What does God desire of us as the disciples of Jesus Christ? Micah 6:8 puts it in a way that you could call…Discipleship Defined – Micah 6:8 “He hath shewed thee, O man, what is good; and what doth the Lord require of thee, but to do justly, and to love mercy, and to walk humbly with thy God?”
Here are three things God requires. Beginning at the last it is a personal relationship with Him, humbly walking through life in step with Him. That means we hear from Him by reading His Word, we talk with Him in prayer. Of course having a special time of day set aside to focus on this (a quiet time) should set the tone for our whole day; so that we walk in His truth and talk with Him throughout the day.
One Christian who had an enormous impact on the world was William Wilberforce. This Christian statesman of Great Britain in the late 18th and early 19th centuries, once said, “I must secure more time for private devotions. I have been living far too public for me. The shortening of private devotions starves the soul. It grows lean and faint.” Following a failure in Parliament, he remarked that his problems may have been due to the fact that he spent less and less time in his private devotions in which he could earnestly seek the will of God. He concluded, “God allowed me to stumble.” That humble walk with the Lord is the foundation.
The middle item is to love mercy, it is simply to do unto others as our Lord has done to us – shown us His very great mercy. As He has forgiven us, so we must forgive others. I like the account Erwin Lutzer uses to tell the gospel. “In the 14th century, Robert Bruce of Scotland was leading his men in a battle to gain independence from England. Near the end of the conflict, the English wanted to capture Bruce to keep him from the Scottish crown. So they put his own bloodhounds on his trail. When the bloodhounds got close, Bruce could hear their baying. His attendant said, “We are done for. They are on your trail, and they will reveal your hiding place.” Bruce replied, “It’s all right.” Then he headed for a stream that flowed through the forest. He plunged in and waded upstream a short distance. When he came out on the other bank, he was in the depths of the forest. Within minutes, the hounds, tracing their master’s steps, came to the bank. They went no farther. The English soldiers urged them on, but the trail was broken. The stream had carried the scent away. A short time later, the crown of Scotland rested on the head of Robert Bruce.
The memory of our sins, prodded on by Satan, can be like those baying dogs–but a stream flows, red with the blood of God’s own Son. By grace through faith we are safe. No sin-hound can touch us. The trail is broken by the precious blood of Christ. “The purpose of the cross,” someone observed, “is to repair the irreparable.” As we have been shown mercy, we are to love mercy.

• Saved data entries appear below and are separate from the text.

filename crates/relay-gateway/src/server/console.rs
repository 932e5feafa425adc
//! Admin console
//!
//! Line-based operator commands read from stdin while the relay runs.

use crate::handlers::AdminHandler;
use crate::server::RelayState;
use std::str::FromStr;
use tokio::io::{AsyncBufReadExt, AsyncRead, BufReader};

const HELP: &str = "commands: kick <username> | delete <filename> | users | files | help";

/// One operator command
#[derive(Debug, Clone, PartialEq, Eq)]
pub enum AdminCommand {
    Kick(String),
    Delete(String),
    Users,
    Files,
    Help,
}

/// Console input that is not a command
#[derive(Debug, Clone, PartialEq, Eq, thiserror::Error)]
pub enum CommandError {
    #[error("empty command")]
    Empty,
    #[error("unknown command: {0}")]
    Unknown(String),
    #[error("`{0}` needs an argument")]
    MissingArgument(&'static str),
}

impl FromStr for AdminCommand {
    type Err = CommandError;

    fn from_str(line: &str) -> Result<Self, Self::Err> {
        let line = line.trim();
        let (verb, rest) = line.split_once(char::is_whitespace).unwrap_or((line, ""));
        let argument = rest.trim();

        let required = |name: &'static str| {
            if argument.is_empty() {
                Err(CommandError::MissingArgument(name))
            } else {
                Ok(argument.to_string())
            }
        };

        match verb.to_lowercase().as_str() {
            "" => Err(CommandError::Empty),
            "kick" => required("kick").map(Self::Kick),
            "delete" | "rm" => required("delete").map(Self::Delete),
            "users" | "who" => Ok(Self::Users),
            "files" | "ls" => Ok(Self::Files),
            "help" | "?" => Ok(Self::Help),
            other => Err(CommandError::Unknown(other.to_string())),
        }
    }
}

/// Read commands from stdin until it closes
pub async fn run_console(state: RelayState) {
    run_console_from(state, tokio::io::stdin()).await;
}

/// Read commands from `input` until it closes
pub async fn run_console_from<R: AsyncRead + Unpin>(state: RelayState, input: R) {
    let mut lines = BufReader::new(input).lines();
    tracing::info!("Admin console ready ({HELP})");

    loop {
        let line = match lines.next_line().await {
            Ok(Some(line)) => line,
            Ok(None) => break,
            Err(e) => {
                tracing::warn!(error = %e, "Admin console input failed");
                break;
            }
        };

        match line.parse::<AdminCommand>() {
            Ok(command) => execute(&state, command).await,
            Err(CommandError::Empty) => {}
            Err(e) => println!("{e}; {HELP}"),
        }
    }

    tracing::debug!("Admin console closed");
}

/// Run one command and print its outcome
pub async fn execute(state: &RelayState, command: AdminCommand) {
    match command {
        AdminCommand::Kick(username) => {
            if !AdminHandler::kick(state, &username).await {
                println!("no connected user named {username}");
            }
        }
        AdminCommand::Delete(filename) => {
            if let Err(e) = AdminHandler::delete_file(state, &filename).await {
                tracing::warn!(filename = %filename, error = %e, "File delete failed");
                println!("delete failed: {e}");
            }
        }
        AdminCommand::Users => {
            let users = AdminHandler::users(state);
            println!("{} online", users.len());
            for user in users {
                println!(
                    "  {}  {}  {}  since {}",
                    user.username,
                    user.peer_addr,
                    user.id,
                    user.connected_at.format("%H:%M:%S")
                );
            }
        }
        AdminCommand::Files => {
            let files = AdminHandler::files(state);
            println!("{} files", files.len());
            for file in files {
                println!("  {file}");
            }
        }
        AdminCommand::Help => println!("{HELP}"),
    }
}
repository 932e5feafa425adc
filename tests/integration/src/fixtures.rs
//! Test fixtures and data generators

use std::sync::atomic::{AtomicU64, Ordering};

/// Counter for unique test data
static COUNTER: AtomicU64 = AtomicU64::new(1);

/// Get a unique suffix for test data
pub fn unique_suffix() -> u64 {
    COUNTER.fetch_add(1, Ordering::SeqCst)
}

/// A username no other test uses
pub fn unique_username(prefix: &str) -> String {
    format!("{prefix}{}", unique_suffix())
}

/// A filename no other test uses
pub fn unique_filename(extension: &str) -> String {
    format!("file{}.{extension}", unique_suffix())
}

/// Deterministic binary content covering every byte value
pub fn sample_bytes(len: usize) -> Vec<u8> {
    (0..len).map(|i| (i % 256) as u8).collect()
}
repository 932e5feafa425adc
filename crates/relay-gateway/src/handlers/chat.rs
//! Chat message handler

use super::HandlerResult;
use crate::connection::Connection;
use crate::protocol::{Recipient, ServerMessage, TextFrame};
use crate::server::RelayState;
use std::sync::Arc;

/// Handles plain text and `message` frames
pub struct ChatHandler;

impl ChatHandler {
    /// Relay text without a `type` to everyone else, byte for byte
    pub async fn relay_plain(
        state: &RelayState,
        connection: &Arc<Connection>,
        text: TextFrame,
    ) -> HandlerResult<()> {
        tracing::debug!(
            connection_id = %connection.id(),
            username = %connection.username(),
            len = text.raw().len(),
            "Relaying plain text"
        );

        state
            .dispatcher()
            .to_all_frame(text.into_raw(), Some(connection.id()))
            .await;
        Ok(())
    }

    /// Broadcast or privately deliver a chat message
    ///
    /// A private message to a user who is not connected is dropped silently.
    pub async fn message(
        state: &RelayState,
        connection: &Arc<Connection>,
        to: Option<&str>,
        content: String,
    ) -> HandlerResult<()> {
        let from = connection.username().to_string();

        match Recipient::from_field(to) {
            Recipient::All => {
                state
                    .dispatcher()
                    .to_all(&ServerMessage::Message { from, content }, Some(connection.id()))
                    .await?;
            }
            Recipient::User(name) => {
                let frame = ServerMessage::PrivateMessage { from, content }.encode()?;
                let delivered = state.dispatcher().to_user(&name, frame).await;

                tracing::debug!(
                    username = %connection.username(),
                    recipient = %name,
                    delivered,
                    "Private message"
                );
            }
        }

        Ok(())
    }
}
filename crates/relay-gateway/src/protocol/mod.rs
//! Wire protocol definitions
//!
//! Frame markers, the frame codec, JSON message shapes and binary payloads.

mod codec;
mod markers;
mod messages;
mod payloads;

pub use codec::{
    encode_binary, write_encoded, write_frame, CodecError, Frame, FrameReader, TextFrame,
    BINARY_HEADER_LEN, DEFAULT_MAX_FRAME_LEN, HANDSHAKE_READ_LIMIT, IO_CHUNK_SIZE,
    TEXT_READ_LIMIT,
};
pub use markers::FrameMarker;
pub use messages::{
    ClientMessage, GameAction, GameMove, Recipient, ServerMessage, ALL_RECIPIENTS,
    ALL_RECIPIENTS_ALIAS, FORCED_LOGOUT,
};
pub use payloads::{decode_payload, encode_payload, EmojiPayload, FileAction, FilePayload};
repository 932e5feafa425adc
//! Error types

mod app_error;

pub use app_error::{AppError, AppResult};
//! Frame codec
//!
//! Reads and writes the two-mode wire format:
//!
//! ```text
//! binary: [marker 0x01|0x02] [u32 big-endian length] [bincode payload]
//! text:   raw UTF-8 JSON (or plain text), no length prefix
//! ```
//!
//! Text frames have no delimiter, so the reader takes whatever one read call
//! returns (capped at [`TEXT_READ_LIMIT`]) and splits out complete JSON objects.
//! Bytes that do not start a JSON object are treated as a plain-text message
//! running up to the next reserved marker byte.

use super::{decode_payload, encode_payload, EmojiPayload, FilePayload, FrameMarker};
use bytes::{Buf, Bytes, BytesMut};
use serde::Serialize;
use serde_json::Value;
use tokio::io::{AsyncRead, AsyncReadExt, AsyncWrite, AsyncWriteExt};

/// Bytes taken by one text read, including the marker byte
pub const TEXT_READ_LIMIT: usize = 8192;

/// Bytes taken by the username handshake read
pub const HANDSHAKE_READ_LIMIT: usize = 1024;

/// Size of the marker plus length header of a binary frame
pub const BINARY_HEADER_LEN: usize = 5;

/// Chunk size for socket reads and writes of large frames
pub const IO_CHUNK_SIZE: usize = 8 * 1024;

/// Default and largest accepted binary payload
pub const DEFAULT_MAX_FRAME_LEN: usize = 64 * 1024 * 1024;

/// Codec errors
#[derive(Debug, thiserror::Error)]
pub enum CodecError {
    #[error("I/O error: {0}")]
    Io(#[from] std::io::Error),

    #[error("Truncated frame: expected {expected} bytes, stream ended after {received}")]
    Truncated { expected: usize, received: usize },

    #[error("Frame of {len} bytes exceeds the {max} byte limit")]
    FrameTooLarge { len: usize, max: usize },

    #[error("Payload decode error: {0}")]
    Decode(#[source] bincode::error::DecodeError),

    #[error("Payload encode error: {0}")]
    Encode(#[source] bincode::error::EncodeError),

    #[error("Payload has {total} bytes but only {consumed} were decoded")]
    TrailingBytes { consumed: usize, total: usize },

    #[error("JSON encode error: {0}")]
    Json(#[from] serde_json::Error),
}

/// A text frame: the raw bytes as received plus their JSON value, if any
#[derive(Debug, Clone, PartialEq)]
pub struct TextFrame {
    raw: Bytes,
    value: Option<Value>,
}

impl TextFrame {
    /// Serialize a value as a JSON text frame
    pub fn from_json<T: Serialize>(value: &T) -> Result<Self, CodecError> {
        let raw = Bytes::from(serde_json::to_vec(value)?);
        let value = serde_json::from_slice(&raw).ok();
        Ok(Self { raw, value })
    }

    /// A plain-text frame
    #[must_use]
    pub fn plain(text: impl Into<String>) -> Self {
        Self {
            raw: Bytes::from(text.into()),
            value: None,
        }
    }

    /// Bytes exactly as they travel on the wire
    #[must_use]
    pub fn raw(&self) -> &Bytes {
        &self.raw
    }

    #[must_use]
    pub fn into_raw(self) -> Bytes {
        self.raw
    }

    /// Parsed JSON object, `None` for plain text
    #[must_use]
    pub fn json(&self) -> Option<&Value> {
        self.value.as_ref()
    }

    /// The `type` key of a JSON object
    #[must_use]
    pub fn message_type(&self) -> Option<&str> {
        self.value.as_ref()?.get("type")?.as_str()
    }

    /// Text content, lossily decoded for logs and plain messages
    #[must_use]
    pub fn text(&self) -> String {
        String::from_utf8_lossy(&self.raw).into_owned()
    }
}

/// One decoded unit of the wire protocol
#[derive(Debug, Clone, PartialEq)]
pub enum Frame {
    Text(TextFrame),
    Emoji(EmojiPayload),
    File(FilePayload),
}

impl Frame {
    /// Encode to the exact bytes written on the wire
    pub fn encode(&self) -> Result<Bytes, CodecError> {
        match self {
            Self::Text(text) => Ok(text.raw.clone()),
            Self::Emoji(payload) => encode_binary(FrameMarker::Emoji, &encode_payload(payload)?),
            Self::File(payload) => encode_binary(FrameMarker::File, &encode_payload(payload)?),
        }
    }

    /// Short label for logs
    #[must_use]
    pub fn kind(&self) -> &'static str {
        match self {
            Self::Text(_) => "text",
            Self::Emoji(_) => FrameMarker::Emoji.name(),
            Self::File(_) => FrameMarker::File.name(),
        }
    }
}

/// Prefix a serialized payload with its marker and big-endian length
pub fn encode_binary(marker: FrameMarker, payload: &[u8]) -> Result<Bytes, CodecError> {
    let len = u32::try_from(payload.len()).map_err(|_| CodecError::FrameTooLarge {
        len: payload.len(),
        max: u32::MAX as usize,
    })?;

    let mut buf = BytesMut::with_capacity(BINARY_HEADER_LEN + payload.len());
    buf.extend_from_slice(&[marker.as_byte()]);
    buf.extend_from_slice(&len.to_be_bytes());
    buf.extend_from_slice(payload);
    Ok(buf.freeze())
}

/// Write an encoded frame in bounded chunks and flush it
///
/// Callers must not start another frame on the same writer until this returns.
pub async fn write_encoded<W: AsyncWrite + Unpin>(writer: &mut W, frame: &[u8]) -> std::io::Result<()> {
    for chunk in frame.chunks(IO_CHUNK_SIZE) {
        writer.write_all(chunk).await?;
    }
    writer.flush().await
}

/// Encode and write one frame
pub async fn write_frame<W: AsyncWrite + Unpin>(writer: &mut W, frame: &Frame) -> Result<(), CodecError> {
    let bytes = frame.encode()?;
    write_encoded(writer, &bytes).await?;
    Ok(())
}

/// Buffered frame reader over one stream
#[derive(Debug)]
pub struct FrameReader<R> {
    inner: R,
    buffer: BytesMut,
    max_frame_len: usize,
}

impl<R: AsyncRead + Unpin> FrameReader<R> {
    /// Create a reader with the default payload cap
    pub fn new(inner: R) -> Self {
        Self {
            inner,
            buffer: BytesMut::with_capacity(TEXT_READ_LIMIT),
            max_frame_len: DEFAULT_MAX_FRAME_LEN,
        }
    }

    /// Set the largest binary payload accepted, at most [`DEFAULT_MAX_FRAME_LEN`]
    #[must_use]
    pub fn with_max_frame_len(mut self, max_frame_len: usize) -> Self {
        self.max_frame_len = max_frame_len.min(DEFAULT_MAX_FRAME_LEN);
        self
    }

    /// Read the raw username sent as the first bytes of a connection
    ///
    /// Returns `None` if the peer closed or sent only whitespace.
    pub async fn read_handshake(&mut self) -> Result<Option<String>, CodecError> {
        if self.buffer.is_empty() && self.fill(HANDSHAKE_READ_LIMIT).await? == 0 {
            return Ok(None);
        }

        let take = self.buffer.len().min(HANDSHAKE_READ_LIMIT);
        let raw = self.buffer.split_to(take);
        let username = String::from_utf8_lossy(&raw).trim().to_string();

        Ok((!username.is_empty()).then_some(username))
    }

    /// Read the next frame; `None` on a clean end of stream
    pub async fn read_frame(&mut self) -> Result<Option<Frame>, CodecError> {
        if self.buffer.is_empty() && self.fill(1).await? == 0 {
            return Ok(None);
        }

        match FrameMarker::from_byte(self.buffer[0]) {
            Some(marker) => self.read_binary(marker).await.map(Some),
            None => self.read_text().await,
        }
    }

    async fn read_binary(&mut self, marker: FrameMarker) -> Result<Frame, CodecError> {
        self.fill_exact(BINARY_HEADER_LEN).await?;

        let len = u32::from_be_bytes([self.buffer[1], self.buffer[2], self.buffer[3], self.buffer[4]])
            as usize;
        if len > self.max_frame_len {
            return Err(CodecError::FrameTooLarge {
                len,
                max: self.max_frame_len,
            });
        }

        self.fill_exact(BINARY_HEADER_LEN + len).await?;
        self.buffer.advance(BINARY_HEADER_LEN);
        let payload = self.buffer.split_to(len);

        match marker {
            FrameMarker::Emoji => Ok(Frame::Emoji(decode_payload(&payload)?)),
            FrameMarker::File => Ok(Frame::File(decode_payload(&payload)?)),
        }
    }

    async fn read_text(&mut self) -> Result<Option<Frame>, CodecError> {
        // A lone leading byte gets one more read, the same single read a
        // client expects the server to make for its message.
        if self.buffer.len() == 1 && self.fill(TEXT_READ_LIMIT - 1).await? == 0 {
            self.buffer.clear();
            return Ok(None);
        }

        let end = self
            .buffer
            .iter()
            .skip(1)
            .position(|b| FrameMarker::is_reserved(*b))
            .map_or(self.buffer.len(), |pos| pos + 1)
            .min(TEXT_READ_LIMIT);

        let mut values = serde_json::Deserializer::from_slice(&self.buffer[..end]).into_iter::<Value>();
        if let Some(Ok(value)) = values.next() {
            if value.is_object() {
                let consumed = values.byte_offset();
                let raw = self.buffer.split_to(consumed).freeze();
                self.skip_whitespace();
                return Ok(Some(Frame::Text(TextFrame {
                    raw: trim_start(raw),
                    value: Some(value),
                })));
            }
        }

        let raw = self.buffer.split_to(end).freeze();
        Ok(Some(Frame::Text(TextFrame { raw, value: None })))
    }

    fn skip_whitespace(&mut self) {
        let ws = self
            .buffer
            .iter()
            .take_while(|b| b.is_ascii_whitespace())
            .count();
        self.buffer.advance(ws);
    }

    /// One read call of at most `limit` bytes into the buffer
    async fn fill(&mut self, limit: usize) -> std::io::Result<usize> {
        let mut chunk = vec![0u8; limit.min(TEXT_READ_LIMIT)];
        let n = self.inner.read(&mut chunk).await?;
        self.buffer.extend_from_slice(&chunk[..n]);
        Ok(n)
    }

    /// Read until at least `needed` bytes are buffered
    async fn fill_exact(&mut self, needed: usize) -> Result<(), CodecError> {
        self.buffer.reserve(needed.saturating_sub(self.buffer.len()));
        while self.buffer.len() < needed {
            let want = (needed - self.buffer.len()).min(IO_CHUNK_SIZE);
            if self.fill(want).await? == 0 {
                return Err(CodecError::Truncated {
                    expected: needed,
                    received: self.buffer.len(),
                });
            }
        }
        Ok(())
    }
}

fn trim_start(raw: Bytes) -> Bytes {
    let ws = raw.iter().take_while(|b| b.is_ascii_whitespace()).count();
    raw.slice(ws..)
}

The first item on this list in Micah 6:8 is to do justly. We have an obligation to work for justice in our life and in our families and in society at large. Now today when you hear the word justice there is a problem because those with an anti-biblical worldview have become the propagandists for what they call justice. When you hear of justice today, you will commonly hear another word linked directly to it; the word social.
Social justice, is this what the Word of God is referring to? When you look at the typical understanding of Social justice it is essentially the redistribution of wealth and has as its goal a so-called equality of outcomes. I would understand that to mean everyone has exactly the same income, the same possessions, no one has more than any other in any way. So I think you can quickly see this is not at all what God’s Word recognizes as justice – it is merely the thinly veiled lie of legalized plunder. Government stealing from those who have to give to those who don’t. True justice is objective, it is a fixed standard and is not a system invented by man, but rather has been given to us by our Creator in His written Word the Bible. To do justly we must understand the true standard of justice and take action based upon that standard which is given to us here in God’s Word.